Aux narrations s’ajoutent deux éléments que Retz a su employer avec une rare maîtrise : les raisonnements politiques, et les portraits. Non par une nécessité seulement de son sujet, mais par un goût qui fut celui de toute sa génération, Retz se complaît aux réflexions sur la politique : et il y a peu de morceaux plus amples à la fois et plus profonds que le début de sa seconde partie où il recherche les causes de la guerre civile. Pascal même n’a pas signalé par un mot plus saisissant le danger de poser certaines questions sur l’origine du pouvoir, sur l’accord du droit des rois et du droit des peuples. Retz se plaît à détailler les conversations, les discussions politiques, où chaque partie fait valoir son intérêt de gloire ou de profit : et son entretien avec Condé, au début de la Fronde, fait vraiment pendant aux grandes scènes politiques de Corneille.

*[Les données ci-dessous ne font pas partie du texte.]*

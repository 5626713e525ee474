pub mod abstract_trait;
pub mod cache;
pub mod handler;
pub mod middleware;
pub mod state;
//! Postgres unit-of-work behaviour. Needs a reachable server:
//! `DATABASE_URL=postgres://… cargo test -p shared --test pg_unit_of_work -- --ignored`

use shared::{
    abstract_trait::{
        OrderQueryRepositoryTrait, ProductCommandRepositoryTrait, ProductQueryRepositoryTrait,
        TransactionRunnerTrait, UserCommandRepositoryTrait,
    },
    domain::{
        identity::Role,
        requests::{
            CreateOrderItemRecordRequest, CreateOrderRecordRequest, CreateProductRequest,
            CreateUserRecordRequest,
        },
    },
    errors::RepositoryError,
    model::Product,
    repository::{OrderRepository, PgTransactionRunner, ProductRepository, UserRepository},
};
use sqlx::PgPool;
use std::time::Duration;
use uuid::Uuid;

async fn seed_product(pool: &PgPool, name: &str, stock: i32) -> Product {
    ProductRepository::new(pool.clone())
        .command
        .create_product(&CreateProductRequest {
            name: name.to_string(),
            description: None,
            price_cents: 250,
            currency: "USD".to_string(),
            stock,
            active: Some(true),
        })
        .await
        .unwrap()
}

async fn seed_user(pool: &PgPool) -> Uuid {
    UserRepository::new(pool.clone())
        .command
        .create_user(&CreateUserRecordRequest {
            email: format!("{}@example.com", Uuid::new_v4()),
            password_hash: "hash".to_string(),
            role: Role::User,
        })
        .await
        .unwrap()
        .id
}

async fn stock_of(pool: &PgPool, id: Uuid) -> i32 {
    ProductRepository::new(pool.clone())
        .query
        .find_by_id(id)
        .await
        .unwrap()
        .unwrap()
        .stock
}

#[sqlx::test(migrations = "./migrations")]
#[ignore = "requires DATABASE_URL pointing at Postgres"]
async fn guarded_decrement_refuses_to_go_negative(pool: PgPool) {
    let product = seed_product(&pool, "Widget", 3).await;
    let runner = PgTransactionRunner::new(pool.clone(), Duration::from_secs(5));

    let mut uow = runner.begin().await.unwrap();
    let after = uow.decrement_stock(product.id, 2).await.unwrap();
    assert_eq!(after.map(|p| p.stock), Some(1));
    assert!(uow.decrement_stock(product.id, 2).await.unwrap().is_none());
    uow.commit().await.unwrap();

    assert_eq!(stock_of(&pool, product.id).await, 1);
}

#[sqlx::test(migrations = "./migrations")]
#[ignore = "requires DATABASE_URL pointing at Postgres"]
async fn rollback_discards_every_write(pool: PgPool) {
    let product = seed_product(&pool, "Widget", 5).await;
    let user_id = seed_user(&pool).await;
    let runner = PgTransactionRunner::new(pool.clone(), Duration::from_secs(5));

    let mut uow = runner.begin().await.unwrap();
    uow.decrement_stock(product.id, 4).await.unwrap();
    uow.create_order(&CreateOrderRecordRequest {
        user_id,
        total_cents: 1000,
        currency: "USD".to_string(),
    })
    .await
    .unwrap();
    uow.rollback().await.unwrap();

    assert_eq!(stock_of(&pool, product.id).await, 5);
    let orders = OrderRepository::new(pool.clone())
        .query
        .find_by_user(user_id)
        .await
        .unwrap();
    assert!(orders.is_empty());
}

#[sqlx::test(migrations = "./migrations")]
#[ignore = "requires DATABASE_URL pointing at Postgres"]
async fn committed_order_reads_back_with_lines(pool: PgPool) {
    let widget = seed_product(&pool, "Widget", 5).await;
    let gadget = seed_product(&pool, "Gadget", 5).await;
    let user_id = seed_user(&pool).await;
    let runner = PgTransactionRunner::new(pool.clone(), Duration::from_secs(5));

    let mut uow = runner.begin().await.unwrap();
    let locked = uow
        .find_active_products(&[gadget.id, widget.id])
        .await
        .unwrap();
    let mut ids: Vec<Uuid> = vec![widget.id, gadget.id];
    ids.sort();
    assert_eq!(locked.iter().map(|p| p.id).collect::<Vec<_>>(), ids);

    let order = uow
        .create_order(&CreateOrderRecordRequest {
            user_id,
            total_cents: 500,
            currency: "USD".to_string(),
        })
        .await
        .unwrap();
    for (line_no, product) in [(1, &widget), (2, &gadget)] {
        uow.decrement_stock(product.id, 1).await.unwrap();
        uow.create_order_item(&CreateOrderItemRecordRequest {
            order_id: order.id,
            line_no,
            product_id: product.id,
            quantity: 1,
            unit_price_cents: product.price_cents,
        })
        .await
        .unwrap();
    }

    let details = uow.find_order_details(order.id).await.unwrap().unwrap();
    assert_eq!(details.lines.len(), 2);
    assert_eq!(details.lines[0].item.product_id, widget.id);
    assert_eq!(details.lines[0].product.stock, 4);
    uow.commit().await.unwrap();

    let history = OrderRepository::new(pool.clone())
        .query
        .find_by_user(user_id)
        .await
        .unwrap();
    assert_eq!(history.len(), 1);
    assert_eq!(history[0].order.id, order.id);
}

#[sqlx::test(migrations = "./migrations")]
#[ignore = "requires DATABASE_URL pointing at Postgres"]
async fn lock_wait_beyond_the_budget_fails_fast(pool: PgPool) {
    let product = seed_product(&pool, "Widget", 5).await;
    let holder = PgTransactionRunner::new(pool.clone(), Duration::from_secs(5));
    let waiter = PgTransactionRunner::new(pool.clone(), Duration::from_millis(100));

    let mut first = holder.begin().await.unwrap();
    first.find_active_products(&[product.id]).await.unwrap();

    let mut second = waiter.begin().await.unwrap();
    let err = second
        .find_active_products(&[product.id])
        .await
        .unwrap_err();
    // lock_timeout and statement_timeout share the budget; either may fire
    assert!(
        matches!(err, RepositoryError::Conflict(_) | RepositoryError::Timeout),
        "{err:?}"
    );

    second.rollback().await.unwrap();
    first.rollback().await.unwrap();
}
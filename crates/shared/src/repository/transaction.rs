use super::order::sql;
use crate::{
    abstract_trait::{TransactionRunnerTrait, UnitOfWorkTrait},
    config::ConnectionPool,
    domain::requests::{CreateOrderItemRecordRequest, CreateOrderRecordRequest},
    errors::RepositoryError,
    model::{Order, OrderDetails, OrderItem, Product},
};
use async_trait::async_trait;
use sqlx::{Postgres, Transaction};
use std::time::Duration;
use tracing::{debug, error};
use uuid::Uuid;

/// Opens Postgres transactions with server-side time limits matching the
/// client-side budget.
pub struct PgTransactionRunner {
    db: ConnectionPool,
    timeout: Duration,
}

impl PgTransactionRunner {
    pub fn new(db: ConnectionPool, timeout: Duration) -> Self {
        Self { db, timeout }
    }
}

#[async_trait]
impl TransactionRunnerTrait for PgTransactionRunner {
    async fn begin(&self) -> Result<Box<dyn UnitOfWorkTrait>, RepositoryError> {
        let mut tx = self.db.begin().await.map_err(|err| {
            error!("❌ Failed to begin transaction: {err:?}");
            RepositoryError::from(err)
        })?;

        // set_config(.., true) is SET LOCAL: the limits end with the transaction
        let ms = self.timeout.as_millis().max(1);
        sqlx::query(
            r#"
            SELECT set_config('statement_timeout', $1, true),
                   set_config('lock_timeout', $1, true),
                   set_config('idle_in_transaction_session_timeout', $1, true)
            "#,
        )
        .bind(ms.to_string())
        .execute(&mut *tx)
        .await?;

        debug!("🔓 Transaction opened with a {ms}ms budget");
        Ok(Box::new(PgUnitOfWork { tx }))
    }
}

pub struct PgUnitOfWork {
    tx: Transaction<'static, Postgres>,
}

#[async_trait]
impl UnitOfWorkTrait for PgUnitOfWork {
    async fn find_active_products(
        &mut self,
        ids: &[Uuid],
    ) -> Result<Vec<Product>, RepositoryError> {
        // locking in id order keeps concurrent placements from deadlocking
        let products = sqlx::query_as::<_, Product>(
            r#"
            SELECT id, name, description, price_cents, currency, stock, active, created_at, updated_at
            FROM products
            WHERE id = ANY($1) AND active = TRUE
            ORDER BY id
            FOR UPDATE
            "#,
        )
        .bind(ids)
        .fetch_all(&mut *self.tx)
        .await?;

        Ok(products)
    }

    async fn decrement_stock(
        &mut self,
        product_id: Uuid,
        quantity: i32,
    ) -> Result<Option<Product>, RepositoryError> {
        let product = sqlx::query_as::<_, Product>(
            r#"
            UPDATE products
            SET stock = stock - $2, updated_at = now()
            WHERE id = $1 AND active = TRUE AND stock >= $2
            RETURNING id, name, description, price_cents, currency, stock, active, created_at, updated_at
            "#,
        )
        .bind(product_id)
        .bind(quantity)
        .fetch_optional(&mut *self.tx)
        .await?;

        Ok(product)
    }

    async fn create_order(
        &mut self,
        req: &CreateOrderRecordRequest,
    ) -> Result<Order, RepositoryError> {
        let order = sqlx::query_as::<_, Order>(
            r#"
            INSERT INTO orders (id, user_id, total_cents, currency)
            VALUES ($1, $2, $3, $4)
            RETURNING id, user_id, total_cents, currency, created_at
            "#,
        )
        .bind(Uuid::new_v4())
        .bind(req.user_id)
        .bind(req.total_cents)
        .bind(&req.currency)
        .fetch_one(&mut *self.tx)
        .await?;

        Ok(order)
    }

    async fn create_order_item(
        &mut self,
        req: &CreateOrderItemRecordRequest,
    ) -> Result<OrderItem, RepositoryError> {
        let item = sqlx::query_as::<_, OrderItem>(
            r#"
            INSERT INTO order_items (id, order_id, line_no, product_id, quantity, unit_price_cents)
            VALUES ($1, $2, $3, $4, $5, $6)
            RETURNING id, order_id, line_no, product_id, quantity, unit_price_cents
            "#,
        )
        .bind(Uuid::new_v4())
        .bind(req.order_id)
        .bind(req.line_no)
        .bind(req.product_id)
        .bind(req.quantity)
        .bind(req.unit_price_cents)
        .fetch_one(&mut *self.tx)
        .await?;

        Ok(item)
    }

    async fn find_order_details(
        &mut self,
        order_id: Uuid,
    ) -> Result<Option<OrderDetails>, RepositoryError> {
        let Some(order) = sql::find_order_by_id(&mut self.tx, order_id).await? else {
            return Ok(None);
        };

        let mut details = sql::attach_lines(&mut self.tx, vec![order]).await?;
        Ok(details.pop())
    }

    async fn commit(self: Box<Self>) -> Result<(), RepositoryError> {
        self.tx.commit().await.map_err(RepositoryError::from)
    }

    async fn rollback(self: Box<Self>) -> Result<(), RepositoryError> {
        self.tx.rollback().await.map_err(RepositoryError::from)
    }
}
use super::{Method, Metrics, Status};
use tokio::time::Instant;
use tracing::{Span, error, info};

/// The span and start time of one service operation.
pub struct TracingContext {
    pub span: Span,
    pub start_time: Instant,
}

impl TracingContext {
    pub fn start(span: Span, operation_name: &str) -> Self {
        span.in_scope(|| info!("Starting operation: {operation_name}"));

        Self {
            span,
            start_time: Instant::now(),
        }
    }

    /// Logs the outcome inside the operation span and records it in `metrics`.
    pub fn complete(&self, metrics: &Metrics, method: Method, is_success: bool, message: &str) {
        let elapsed = self.start_time.elapsed().as_secs_f64();
        let status = if is_success {
            Status::Success
        } else {
            Status::Error
        };

        self.span.in_scope(|| {
            if is_success {
                info!(duration_secs = elapsed, "✅ Operation completed successfully: {message}");
            } else {
                error!(duration_secs = elapsed, "❌ Operation failed: {message}");
            }
        });

        metrics.record(method, status, elapsed);
    }
}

Le goût des portraits, Retz l’a pris aussi à son monde ; il y a été vraiment supérieur. Esquisses ou profils rapides, portraits en pied curieusement étudiés, on en trouve de toutes les sortes chez lui, et qui ne sont jamais insignifiants. En deux mots, il définit un homme, par sa propriété essentielle ; ou bien il développe tous les replis, fait valoir toutes les nuances, explique tous les rouages avec une clairvoyance qui devient à l’égard de ses ennemis la plus exquise perfidie. Il a marqué Richelieu, Mazarin, La Rochefoucauld, tous les acteurs de la Fronde, de traits inoubliables. Ce n’est pas qu’il faille toujours le croire : il fausse parfois ses portraits, non parce qu’il voit mal, mais selon l’idée qu’il veut donner de l’original. Il manque de probité, non de pénétration.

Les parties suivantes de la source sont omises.